Ruby and other local bloggers meet regularly for lunch, where Ruby reports the conversation is often Dilbert-esque sketches of their respective workplaces.
- Ben Trott: Simple and Powerful Text Formatting.
We envision Text Formatting options as complete, encapsulated formatters, handling both the formatting of structured text and any desired typographical details (smart quotes, etc), analogous to the way in which Textile handles quote education and its own miniature formatting language.
Text Formatting screenshot.
- Brad Choate: Reboot.
Goal: To publish the cleanest, content-separated-from-design, standards-compliant, accessible and customizable web site possible. … Why? Because it’s simply the best way to learn.

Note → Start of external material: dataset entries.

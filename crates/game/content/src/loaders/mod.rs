//! Content loaders for reading game data from files.
//!
//! Each loader parses one file format into the plain data types
//! `expedition-core` consumes, and checks the cross-references the engine
//! would otherwise only discover mid-encounter.

pub mod abilities;
pub mod bestiary;
pub mod config;
pub mod factory;

pub use abilities::AbilityLoader;
pub use bestiary::BestiaryLoader;
pub use config::ConfigLoader;
pub use factory::ContentFactory;

use std::path::Path;

use anyhow::Context;

/// Common result type for loaders.
pub type LoadResult<T> = anyhow::Result<T>;

/// Helper function to read file contents.
pub(crate) fn read_file(path: &Path) -> LoadResult<String> {
    std::fs::read_to_string(path).with_context(|| format!("failed to read {}", path.display()))
}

- MacNN: Apple releases final version of iSync 1.0. We installed this and the updated version of iCal on D’s iBook and things went rapidly downhill. Five hours of troubleshooting later, we did a clean re-install and things are okay again. I’m not saying they’re related, but there it is.

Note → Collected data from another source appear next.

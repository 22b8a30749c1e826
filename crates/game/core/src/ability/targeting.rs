//! Targeting rules attached to ability definitions.

use crate::config::CombatConfig;

bitflags::bitflags! {
    /// Sides an ability may be aimed at, relative to the caster.
    #[derive(Clone, Copy, Debug, PartialEq, Eq, Hash)]
    #[cfg_attr(feature = "serde", derive(serde::Serialize, serde::Deserialize))]
    #[cfg_attr(feature = "serde", serde(transparent))]
    pub struct TargetFlags: u8 {
        const ALLY  = 1 << 0;
        const ENEMY = 1 << 1;
    }
}

impl Default for TargetFlags {
    fn default() -> Self {
        Self::ENEMY
    }
}

#[derive(Clone, Copy, Debug, Default, PartialEq, Eq, Hash, strum::Display)]
#[cfg_attr(feature = "serde", derive(serde::Serialize, serde::Deserialize))]
#[strum(serialize_all = "snake_case")]
pub enum TargetKind {
    /// Always lands on the caster.
    SelfOnly,
    #[default]
    Single,
}

#[derive(Clone, Copy, Debug, PartialEq, Eq, Hash)]
#[cfg_attr(feature = "serde", derive(serde::Serialize, serde::Deserialize))]
#[cfg_attr(feature = "serde", serde(default))]
pub struct TargetRule {
    pub kind: TargetKind,
    pub allowed: TargetFlags,
    /// Lowest enemy board position this ability can reach.
    pub min_position: u8,
    /// Highest enemy board position this ability can reach.
    pub max_position: u8,
    /// Total combatants hit, including the primary target.
    pub aoe_targets: u8,
}

impl Default for TargetRule {
    fn default() -> Self {
        Self {
            kind: TargetKind::Single,
            allowed: TargetFlags::ENEMY,
            min_position: 1,
            max_position: CombatConfig::MAX_ENEMY_POSITIONS as u8,
            aoe_targets: 1,
        }
    }
}

impl TargetRule {
    pub fn self_only() -> Self {
        Self {
            kind: TargetKind::SelfOnly,
            allowed: TargetFlags::ALLY,
            ..Self::default()
        }
    }

    pub fn ally() -> Self {
        Self {
            allowed: TargetFlags::ALLY,
            ..Self::default()
        }
    }

    pub fn can_target_allies(&self) -> bool {
        self.allowed.contains(TargetFlags::ALLY)
    }

    pub fn can_target_enemies(&self) -> bool {
        self.allowed.contains(TargetFlags::ENEMY)
    }

    /// Whether an opposing combatant at `position` is within reach.
    pub fn reaches(&self, position: u8) -> bool {
        (self.min_position..=self.max_position).contains(&position)
    }

    pub fn is_aoe(&self) -> bool {
        self.aoe_targets > 1
    }
}
//! Encounter worker that owns the authoritative [`Encounter`].
//!
//! Receives commands from [`crate::EncounterHandle`], advances the encounter
//! clock on a fixed interval, publishes drained events to the [`EventBus`],
//! and flushes profile writebacks to the [`ProfileStore`].

use std::sync::Arc;

use chrono::Utc;
use tokio::sync::{mpsc, oneshot};
use tokio::time::{self, Instant, MissedTickBehavior};
use tracing::{debug, error, info, warn};

use expedition_content::ContentPack;
use expedition_core::{
    CharacterClass, ConfirmReceipt, Difficulty, Encounter, EncounterSnapshot, JoinReceipt,
    JoinRejection, ParticipantId, PcgRng, QueueReceipt,
};

use crate::api::{Rejection, Result, RuntimeError};
use crate::events::EventBus;
use crate::repository::{ProfileStore, StoredProfile};

/// Commands that can be sent to the encounter worker
pub enum Command {
    Start {
        difficulty: Difficulty,
        reply: oneshot::Sender<Result<()>>,
    },
    Join {
        participant: ParticipantId,
        display_name: String,
        /// Class chosen with the join; required for first-time players.
        class: Option<CharacterClass>,
        position: Option<u8>,
        reply: oneshot::Sender<Result<JoinReceipt>>,
    },
    Queue {
        participant: ParticipantId,
        ability: String,
        target: Option<String>,
        reply: oneshot::Sender<Result<QueueReceipt>>,
    },
    Confirm {
        participant: ParticipantId,
        reply: oneshot::Sender<Result<ConfirmReceipt>>,
    },
    Snapshot {
        reply: oneshot::Sender<EncounterSnapshot>,
    },
    Shutdown {
        reply: oneshot::Sender<()>,
    },
}

/// Background task that serialises every encounter mutation.
///
/// Commands are applied one at a time, so concurrent senders never observe a
/// half-applied queue or confirm.
pub struct EncounterWorker {
    encounter: Encounter,
    content: Arc<ContentPack>,
    rng: PcgRng,
    store: Arc<dyn ProfileStore>,
    command_rx: mpsc::Receiver<Command>,
    event_bus: EventBus,
    tick: std::time::Duration,
    death_lockout: chrono::Duration,
    /// Drawn fresh on every successful start; keys reward crediting across
    /// restarts of the host.
    encounter_key: u64,
}

impl EncounterWorker {
    pub fn new(
        encounter: Encounter,
        content: Arc<ContentPack>,
        store: Arc<dyn ProfileStore>,
        command_rx: mpsc::Receiver<Command>,
        event_bus: EventBus,
        tick: std::time::Duration,
        death_lockout: chrono::Duration,
    ) -> Self {
        Self {
            encounter,
            content,
            rng: PcgRng,
            store,
            command_rx,
            event_bus,
            tick,
            death_lockout,
            encounter_key: 0,
        }
    }

    /// Main worker loop. Exits on [`Command::Shutdown`] or once every handle
    /// has been dropped; either way a live encounter is abandoned and its
    /// survivors written back first.
    pub async fn run(mut self) {
        let mut ticker = time::interval(self.tick.max(std::time::Duration::from_millis(1)));
        ticker.set_missed_tick_behavior(MissedTickBehavior::Delay);
        let mut last_tick = Instant::now();

        loop {
            tokio::select! {
                cmd = self.command_rx.recv() => match cmd {
                    Some(Command::Shutdown { reply }) => {
                        info!(target: "runtime::worker", "shutdown requested");
                        self.wind_down().await;
                        let _ = reply.send(());
                        break;
                    }
                    Some(cmd) => self.handle_command(cmd).await,
                    None => {
                        self.wind_down().await;
                        break;
                    }
                },
                _ = ticker.tick() => {
                    let now = Instant::now();
                    let elapsed = now.duration_since(last_tick);
                    last_tick = now;
                    let env = self.content.env(&self.rng);
                    self.encounter.advance(env, elapsed);
                    self.flush().await;
                }
            }
        }

        debug!(target: "runtime::worker", "encounter worker stopped");
    }

    async fn handle_command(&mut self, cmd: Command) {
        match cmd {
            Command::Start { difficulty, reply } => {
                let result = self.handle_start(difficulty);
                self.flush().await;
                if reply.send(result).is_err() {
                    debug!(target: "runtime::worker", "start reply channel closed");
                }
            }
            Command::Join {
                participant,
                display_name,
                class,
                position,
                reply,
            } => {
                let result = self
                    .handle_join(participant, display_name, class, position)
                    .await;
                self.flush().await;
                if reply.send(result).is_err() {
                    debug!(target: "runtime::worker", "join reply channel closed");
                }
            }
            Command::Queue {
                participant,
                ability,
                target,
                reply,
            } => {
                let env = self.content.env(&self.rng);
                let result = self
                    .encounter
                    .queue_action(env, &participant, &ability, target.as_deref())
                    .map_err(|reason| self.reject(&participant, reason));
                self.flush().await;
                if reply.send(result).is_err() {
                    debug!(target: "runtime::worker", "queue reply channel closed");
                }
            }
            Command::Confirm { participant, reply } => {
                let env = self.content.env(&self.rng);
                let result = self
                    .encounter
                    .confirm_action(env, &participant)
                    .map_err(|reason| self.reject(&participant, reason));
                self.flush().await;
                if reply.send(result).is_err() {
                    debug!(target: "runtime::worker", "confirm reply channel closed");
                }
            }
            Command::Snapshot { reply } => {
                if reply.send(self.encounter.snapshot()).is_err() {
                    debug!(target: "runtime::worker", "snapshot reply channel closed");
                }
            }
            Command::Shutdown { reply } => {
                let _ = reply.send(());
            }
        }
    }

    async fn wind_down(&mut self) {
        let env = self.content.env(&self.rng);
        if self.encounter.abandon(env, "host shutting down") {
            info!(target: "runtime::worker", "live encounter abandoned");
        }
        self.flush().await;
    }

    fn handle_start(&mut self, difficulty: Difficulty) -> Result<()> {
        let env = self.content.env(&self.rng);
        self.encounter.start(env, difficulty)?;
        self.encounter_key = rand::random();
        info!(
            target: "runtime::worker",
            %difficulty,
            key = self.encounter_key,
            "encounter opened"
        );
        Ok(())
    }

    async fn handle_join(
        &mut self,
        participant: ParticipantId,
        display_name: String,
        class: Option<CharacterClass>,
        position: Option<u8>,
    ) -> Result<JoinReceipt> {
        let stored = self.store.load(&participant).await?;
        let now = Utc::now();

        let mut stored = match stored {
            Some(stored) => stored,
            None => {
                let Some(class) = class else {
                    return Err(Rejection::new(display_name, JoinRejection::NoClass).into());
                };
                StoredProfile::fresh(participant.clone(), display_name.clone(), class)
            }
        };

        if let Some(remaining) = stored.lockout_remaining(now) {
            let minutes = (remaining.num_seconds().max(0) as u64).div_ceil(60);
            return Err(Rejection::new(display_name, JoinRejection::LockedOut { minutes }).into());
        }

        stored.profile.display_name = display_name.clone();
        if let Some(class) = class {
            stored.profile.class = Some(class);
        }

        let env = self.content.env(&self.rng);
        let receipt = self
            .encounter
            .join(env, stored.profile.clone(), position)
            .map_err(|reason| Rejection::new(display_name, reason))?;
        self.store.save(&stored).await?;
        Ok(receipt)
    }

    /// Pairs a rejection with the participant's display name, falling back
    /// to the raw id for people outside the encounter.
    fn reject(
        &self,
        participant: &ParticipantId,
        reason: impl Into<crate::api::RejectionReason>,
    ) -> RuntimeError {
        let name = self
            .encounter
            .waves()
            .participants()
            .iter()
            .find(|p| &p.profile.id == participant)
            .map(|p| p.profile.display_name.clone())
            .unwrap_or_else(|| participant.to_string());
        Rejection::new(name, reason).into()
    }

    /// Publishes pending events and persists pending writebacks.
    async fn flush(&mut self) {
        for event in self.encounter.drain_events() {
            self.event_bus.publish(event);
        }

        let writebacks = self.encounter.drain_writebacks();
        if writebacks.is_empty() {
            return;
        }
        let now = Utc::now();
        for writeback in writebacks {
            let stored = match self.store.load(&writeback.participant).await {
                Ok(Some(stored)) => stored,
                Ok(None) => {
                    warn!(
                        target: "runtime::worker",
                        participant = %writeback.participant,
                        "writeback for unknown profile"
                    );
                    continue;
                }
                Err(e) => {
                    error!(
                        target: "runtime::worker",
                        participant = %writeback.participant,
                        error = %e,
                        "failed to load profile for writeback"
                    );
                    continue;
                }
            };
            let mut stored = stored;
            stored.apply_writeback(&writeback, self.encounter_key, now, self.death_lockout);
            if let Err(e) = self.store.save(&stored).await {
                error!(
                    target: "runtime::worker",
                    participant = %writeback.participant,
                    error = %e,
                    "failed to persist writeback"
                );
            } else {
                debug!(
                    target: "runtime::worker",
                    participant = %writeback.participant,
                    died = writeback.died,
                    rewarded = writeback.reward.is_some(),
                    "writeback persisted"
                );
            }
        }
    }
}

- On the bright side, with the December 20 build of Chimera, I’ve finally convinced my girlfriend to switch to it full-time. It imported all her bookmarks flawlessly, it works with Yahoo Mail, it starts up much faster than any other browser. She loves the popup window blocker. And we set it to open URLs from other applications in a new tab. Then I introduced her to NetNewsWire, set up the sites she reads regularly, and told it to open URLs in the background. She runs NetNewsWire, which auto-downloads all her news. She clicks through on articles that look interesting. She quits NetNewsWire and is left with one Chimera window full of tabs of all the articles she clicked. She runs through the tabs and then gets on with her life.
- Kuro5hin.org: What the future holds for Microsoft.
The document makes a key point, which is that Windows 2000 has a “GUI bias,” and that makes it very hard to reliably manage a machine remotely. This is something that companies have been telling Microsoft for a while, and it appears .Net Server, the server version of Windows XP, will start to address some of those issues.
- Bob DuCharme: Never Mind the Namespaces: An XSLT RSS Client.
One word of caution … not all RSS feeds are well-formed XML, and anything that you load into a source tree for XSLT processing must be well-formed XML. To process ill- formed RSS, you’ll have to go beyond XSLT.
- Analog and ReportMagic rock. They’re not how I analyzed my logs, but you certainly could. (You do have raw access logs, don’t you?) They are both free software, and they both have prebuilt binaries for Windows, Mac, and most Free Software platforms.
- Matt Olson: How to write like a wanker. nuff sed
- Nobody wants my damn cat. Now what do I do?